A expansão da energia limpa no meio rural brasileiro acelera a geração distribuída, reduz custos operacionais e fortalece a produtividade no campo.
O uso de energia limpa no campo brasileiro deixou de ser tendência e passou a integrar a estratégia produtiva de milhares de agricultores. A combinação entre alta incidência solar, grandes extensões territoriais e necessidade crescente de eletrificação tem acelerado a adoção de sistemas de geração distribuída nas propriedades rurais.
Dados da Agência Nacional de Energia Elétrica (Aneel) indicam que o consumo de energia própria no meio rural cresceu cerca de 60% entre junho de 2023 e junho de 2025. Nesse intervalo, a potência instalada saltou de 3,5 gigawatts para 5,6 gigawatts, consolidando o campo como um dos principais vetores de crescimento da energia limpa no país.
Esse avanço ocorre em um cenário favorável. O Brasil possui mais de 80 milhões de hectares destinados à agricultura e registra mais de 3 mil horas de sol pleno por ano, condições consideradas ideais para a geração fotovoltaica.
Economia e previsibilidade impulsionam adesão dos produtores
A principal motivação para o investimento em energia limpa nas propriedades rurais é econômica. Ao produzir a própria eletricidade, o produtor reduz a dependência da concessionária, diminui a exposição às variações tarifárias e passa a operar com maior previsibilidade de custos.
Além disso, há uma redução significativa no uso de geradores movidos a diesel, especialmente em regiões mais afastadas dos grandes centros. Esse fator impacta diretamente o orçamento e também contribui para a redução das emissões de poluentes.
Outro diferencial está na possibilidade de manter o fornecimento mesmo em horários de baixa geração. Sistemas que contam com baterias de armazenamento permitem o uso da energia à noite ou em dias nublados, garantindo continuidade operacional para atividades essenciais.
Retorno financeiro e vida útil tornam projetos atrativos
O custo de implantação varia conforme características específicas de cada propriedade. Área disponível, localização geográfica e demanda energética influenciam diretamente o valor final do projeto.
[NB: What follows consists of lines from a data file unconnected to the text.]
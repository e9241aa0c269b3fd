//! Sheet configuration: supported reactions and the initial theme.

use std::fs;
use std::path::Path;

use serde::{Deserialize, Serialize};
use tracing::{debug, info};

use crate::error::{ConfigError, ConfigResult};
use crate::reactions::ReactionSet;
use crate::theme::Theme;

/// Environment variable naming a JSON config file.
pub const CONFIG_PATH_ENV: &str = "HEARTH_SHEET_CONFIG";

/// Configuration for the message action sheet.
#[derive(Debug, Clone, PartialEq, Eq, Serialize, Deserialize)]
#[serde(default)]
pub struct SheetConfig {
    /// Reactions offered in the sheet header, in display order.
    pub supported_reactions: ReactionSet,
    /// Theme applied at startup.
    pub theme: Theme,
}

impl Default for SheetConfig {
    fn default() -> Self {
        Self {
            supported_reactions: ReactionSet::standard(),
            theme: Theme::default(),
        }
    }
}

impl SheetConfig {
    /// Parse and validate a config from JSON text.
    pub fn from_json(text: &str) -> ConfigResult<Self> {
        let config: SheetConfig = serde_json::from_str(text)?;
        config.validate()?;
        Ok(config)
    }

    /// Load and validate a JSON config file.
    pub fn load(path: impl AsRef<Path>) -> ConfigResult<Self> {
        let path = path.as_ref();
        let text = fs::read_to_string(path).map_err(|source| ConfigError::Io {
            path: path.to_path_buf(),
            source,
        })?;
        let config = Self::from_json(&text)?;
        info!(
            path = %path.display(),
            reactions = config.supported_reactions.len(),
            "loaded sheet config"
        );
        Ok(config)
    }

    /// Load from the file named by `HEARTH_SHEET_CONFIG`, or use defaults when unset.
    pub fn from_env() -> ConfigResult<Self> {
        Self::from_env_value(std::env::var_os(CONFIG_PATH_ENV).as_deref().map(Path::new))
    }

    fn from_env_value(path: Option<&Path>) -> ConfigResult<Self> {
        match path {
            Some(path) => Self::load(path),
            None => {
                debug!("{CONFIG_PATH_ENV} not set, using default sheet config");
                Ok(Self::default())
            }
        }
    }

    pub fn validate(&self) -> ConfigResult<()> {
        self.supported_reactions.validate()
    }
}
Ainda assim, a viabilidade econômica tem se mostrado consistente em diferentes perfis de produtores.
Segundo Fábio Lima, diretor executivo da Associação Brasileira de Soluções de Armazenamento de Energia (Absae), o retorno financeiro ocorre em um prazo relativamente curto. “É onde você tem ali o auge da viabilidade econômica desses projetos. E você tem comparado a isso o ciclo de vida, uma duração desse sistema da ordem de 15 a 20 anos. Então você tem 10 a 15 anos de lucratividade com o uso desses sistemas”, afirma o executivo.
Esse horizonte de retorno tem sido determinante para ampliar a adesão, sobretudo entre médios e grandes produtores.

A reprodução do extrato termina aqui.